Search the records for the string "Check", then copy each line that has it.
── Records supplied
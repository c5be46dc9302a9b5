//! Error types for remix-cli

/// Result type for CLI operations
pub type Result<T> = std::result::Result<T, CliError>;

/// Errors that can occur in CLI operations
#[derive(Debug, thiserror::Error)]
pub enum CliError {
    /// Error from remix-config
    #[error(transparent)]
    Config(#[from] remix_config::Error),

    /// Error from remix-routes
    #[error(transparent)]
    Routes(#[from] remix_routes::Error),

    /// Error from remix-build
    #[error(transparent)]
    Build(#[from] remix_build::Error),

    /// JSON output error
    #[error(transparent)]
    Json(#[from] serde_json::Error),

    /// Standard I/O error
    #[error(transparent)]
    Io(#[from] std::io::Error),

    /// User-facing error with a message
    #[error("{message}")]
    User { message: String },
}

impl CliError {
    /// Create a new user error with the given message
    pub fn user(message: impl Into<String>) -> Self {
        Self::User {
            message: message.into(),
        }
    }
}
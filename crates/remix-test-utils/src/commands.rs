//! Stand-in build commands with a chosen outcome.
//!
//! Each helper returns a `(program, args)` pair that runs through `sh -c`, so
//! tests can drive a real subprocess without a bundler installed.

/// A command that exits 0 and writes nothing to stderr.
pub fn succeeding() -> (String, Vec<String>) {
    shell("exit 0")
}

/// A command that exits with `code` after printing `message` to stderr.
pub fn failing(code: i32, message: &str) -> (String, Vec<String>) {
    shell(&format!("echo '{message}' >&2; exit {code}"))
}

/// A command that exits 0 but reports `message` on stderr.
///
/// The build pipeline treats any stderr output as failure.
pub fn noisy(message: &str) -> (String, Vec<String>) {
    shell(&format!("echo '{message}' >&2; exit 0"))
}

/// A command that writes the `PORT` and `REMIX_BUILD_TARGET` it received to
/// `file` in its working directory.
pub fn record_env(file: &str) -> (String, Vec<String>) {
    shell(&format!(
        "printf '%s %s' \"$PORT\" \"$REMIX_BUILD_TARGET\" > {file}"
    ))
}

/// An arbitrary shell script.
pub fn shell(script: &str) -> (String, Vec<String>) {
    ("sh".to_string(), vec!["-c".to_string(), script.to_string()])
}
//! Error types for remix-build

use std::path::PathBuf;

use remix_config::BoxError;

/// Result type for build orchestration
pub type Result<T> = std::result::Result<T, Error>;

/// Errors that can occur while running a build
#[derive(Debug, thiserror::Error)]
pub enum Error {
    /// Config resolution failed; the bundler was never started
    #[error("Config resolution failed: {0}")]
    Resolution(#[from] remix_config::Error),

    /// The bundler exited non-zero or wrote to stderr
    #[error("Build failed (exit code: {exit_code:?}){}", stderr_suffix(.stderr))]
    BuildTriggerFailed {
        exit_code: Option<i32>,
        stderr: String,
    },

    /// The bundler process could not be started
    #[error("Failed to start build command {program:?}: {source}")]
    TriggerSpawn {
        program: String,
        #[source]
        source: std::io::Error,
    },

    /// Manifest assembly failed
    #[error("Failed to build manifest: {0}")]
    Manifest(#[from] remix_routes::Error),

    /// The `buildEnd` hook failed after a successful build
    #[error("buildEnd hook failed: {source}")]
    BuildEndFailed {
        #[source]
        source: BoxError,
    },

    /// A build-end payload could not be written
    #[error("Failed to write build-end payload to {path}: {message}")]
    PayloadWrite { path: PathBuf, message: String },
}

fn stderr_suffix(stderr: &str) -> String {
    let trimmed = stderr.trim();
    if trimmed.is_empty() {
        String::new()
    } else {
        format!(": {trimmed}")
    }
}
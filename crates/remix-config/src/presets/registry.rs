//! Named preset registry
//!
//! Config files refer to presets by name. This module provides the registry
//! that maps those names to preset implementations.

use std::collections::HashMap;
use std::sync::Arc;

use crate::error::{Error, Result};
use crate::preset::Preset;
use crate::presets::TopLevelBundlesPreset;

/// Registry mapping preset names to preset implementations.
///
/// # Example
///
/// ```
/// use remix_config::PresetRegistry;
///
/// let registry = PresetRegistry::with_builtins();
/// assert!(registry.contains("server-bundles:top-level"));
/// ```
#[derive(Clone, Default)]
pub struct PresetRegistry {
    presets: HashMap<String, Arc<dyn Preset>>,
}

impl PresetRegistry {
    /// Create a new empty registry.
    pub fn new() -> Self {
        Self::default()
    }

    /// Create a registry with built-in presets registered.
    ///
    /// Currently registers:
    /// - `server-bundles:top-level`
    pub fn with_builtins() -> Self {
        let mut registry = Self::new();
        registry.register(Arc::new(TopLevelBundlesPreset));
        registry
    }

    /// Register a preset under its own name.
    ///
    /// If a preset with the same name was already registered, it is
    /// replaced.
    pub fn register(&mut self, preset: Arc<dyn Preset>) {
        self.presets.insert(preset.name().to_string(), preset);
    }

    /// Look up a preset by name.
    ///
    /// # Errors
    ///
    /// Returns [`Error::UnknownPreset`] if no preset is registered under
    /// `name`.
    pub fn get(&self, name: &str) -> Result<Arc<dyn Preset>> {
        self.presets
            .get(name)
            .cloned()
            .ok_or_else(|| Error::UnknownPreset {
                name: name.to_string(),
            })
    }

    /// Resolve an ordered list of names, preserving order.
    pub fn resolve_all<I, S>(&self, names: I) -> Result<Vec<Arc<dyn Preset>>>
    where
        I: IntoIterator<Item = S>,
        S: AsRef<str>,
    {
        names.into_iter().map(|name| self.get(name.as_ref())).collect()
    }

    /// Check if a preset is registered under `name`.
    pub fn contains(&self, name: &str) -> bool {
        self.presets.contains_key(name)
    }

    /// List all registered preset names.
    ///
    /// # Returns
    ///
    /// A sorted vector of preset names.
    pub fn names(&self) -> Vec<String> {
        let mut names: Vec<String> = self.presets.keys().cloned().collect();
        names.sort();
        names
    }

    /// Get the number of registered presets.
    pub fn len(&self) -> usize {
        self.presets.len()
    }

    /// Check if the registry is empty.
    pub fn is_empty(&self) -> bool {
        self.presets.is_empty()
    }
}

impl std::fmt::Debug for PresetRegistry {
    fn fmt(&self, f: &mut std::fmt::Formatter<'_>) -> std::fmt::Result {
        f.debug_struct("PresetRegistry")
            .field("presets", &self.names())
            .finish()
    }
}
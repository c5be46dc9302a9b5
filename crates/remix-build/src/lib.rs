//! Build orchestration for the Remix build pipeline
//!
//! Resolves configuration, triggers the external bundler through a
//! [`BuildTrigger`], assembles the [`BuildManifest`](remix_routes::BuildManifest)
//! and hands both to the `buildEnd` hook.

pub mod error;
pub mod orchestrator;
pub mod payload;
pub mod trigger;

pub use error::{Error, Result};
pub use orchestrator::{BuildOrchestrator, build};
pub use payload::WriteBuildEndPayload;
pub use trigger::{BuildRequest, BuildStatus, BuildTrigger, ProcessBuildTrigger, PORT_ENV, TARGET_ENV};
//! Built-in presets and the name registry used by config files

mod registry;
mod static_patch;
mod top_level;

pub use registry::PresetRegistry;
pub use static_patch::StaticPreset;
pub use top_level::{ROOT_BUNDLE_ID, TopLevelBundlesPreset, top_level_bundle_id};
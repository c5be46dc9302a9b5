//! Build sequencing
//!
//! A build runs strictly in this order:
//!
//! 1. Resolve configuration (presets, user config, freeze, resolved hooks)
//! 2. Trigger the external bundler and wait for it
//! 3. Assemble the build manifest from the route tree
//! 4. Call `buildEnd` once with the manifest and the resolved config
//!
//! A failure at any step stops the build; `buildEnd` only ever sees a
//! successful build.

use std::sync::Arc;

use remix_config::{BuildEndArgs, ConfigResolver, ResolvedConfig, UserConfig};
use remix_routes::{BuildManifest, ManifestBuilder, RouteTree};

use crate::error::{Error, Result};
use crate::trigger::{BuildRequest, BuildTrigger};

/// Drives one build against a [`BuildTrigger`]
pub struct BuildOrchestrator<T> {
    trigger: T,
    request: BuildRequest,
}

impl<T: BuildTrigger> BuildOrchestrator<T> {
    pub fn new(trigger: T, request: BuildRequest) -> Self {
        Self { trigger, request }
    }

    pub fn request(&self) -> &BuildRequest {
        &self.request
    }

    /// Trigger the bundler, build the manifest, then call `buildEnd`
    pub async fn run_build(
        &self,
        resolved: &Arc<ResolvedConfig>,
        routes: &RouteTree,
    ) -> Result<BuildManifest> {
        tracing::info!(cwd = %self.request.cwd.display(), "Starting build");
        let status = self.trigger.trigger(&self.request).await?;
        if !status.is_success() {
            tracing::debug!(exit_code = ?status.exit_code, "Build command failed");
            return Err(Error::BuildTriggerFailed {
                exit_code: status.exit_code,
                stderr: status.stderr,
            });
        }

        let manifest = ManifestBuilder::new(resolved.build_directory(), resolved.server_build_file())
            .build(routes, resolved.server_bundles())
            .await?;
        tracing::info!(
            routes = manifest.routes.len(),
            bundles = manifest.server_bundles.len(),
            "Build finished"
        );

        if let Some(hook) = resolved.build_end() {
            let args = BuildEndArgs {
                build_manifest: &manifest,
                remix_config: resolved,
            };
            hook.build_end(&args)
                .await
                .map_err(|source| Error::BuildEndFailed { source })?;
        }

        Ok(manifest)
    }
}

/// Resolve configuration and run a full build
///
/// The bundler is never started when resolution fails. The manifest is
/// built from the resolved route tree, which already has
/// `ignoredRouteFiles` removed and config-declared routes added.
pub async fn build<T: BuildTrigger>(
    user: UserConfig,
    discovered_routes: Option<RouteTree>,
    trigger: T,
    request: BuildRequest,
) -> Result<BuildManifest> {
    let mut resolver = ConfigResolver::new(user);
    if let Some(routes) = discovered_routes {
        resolver = resolver.with_routes(routes);
    }
    let resolved = resolver.resolve().await?;

    BuildOrchestrator::new(trigger, request)
        .run_build(&resolved, resolved.routes())
        .await
}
────
--- Result of the task ---
    /// Check if a preset is registered under `name`.
    /// Check if the registry is empty.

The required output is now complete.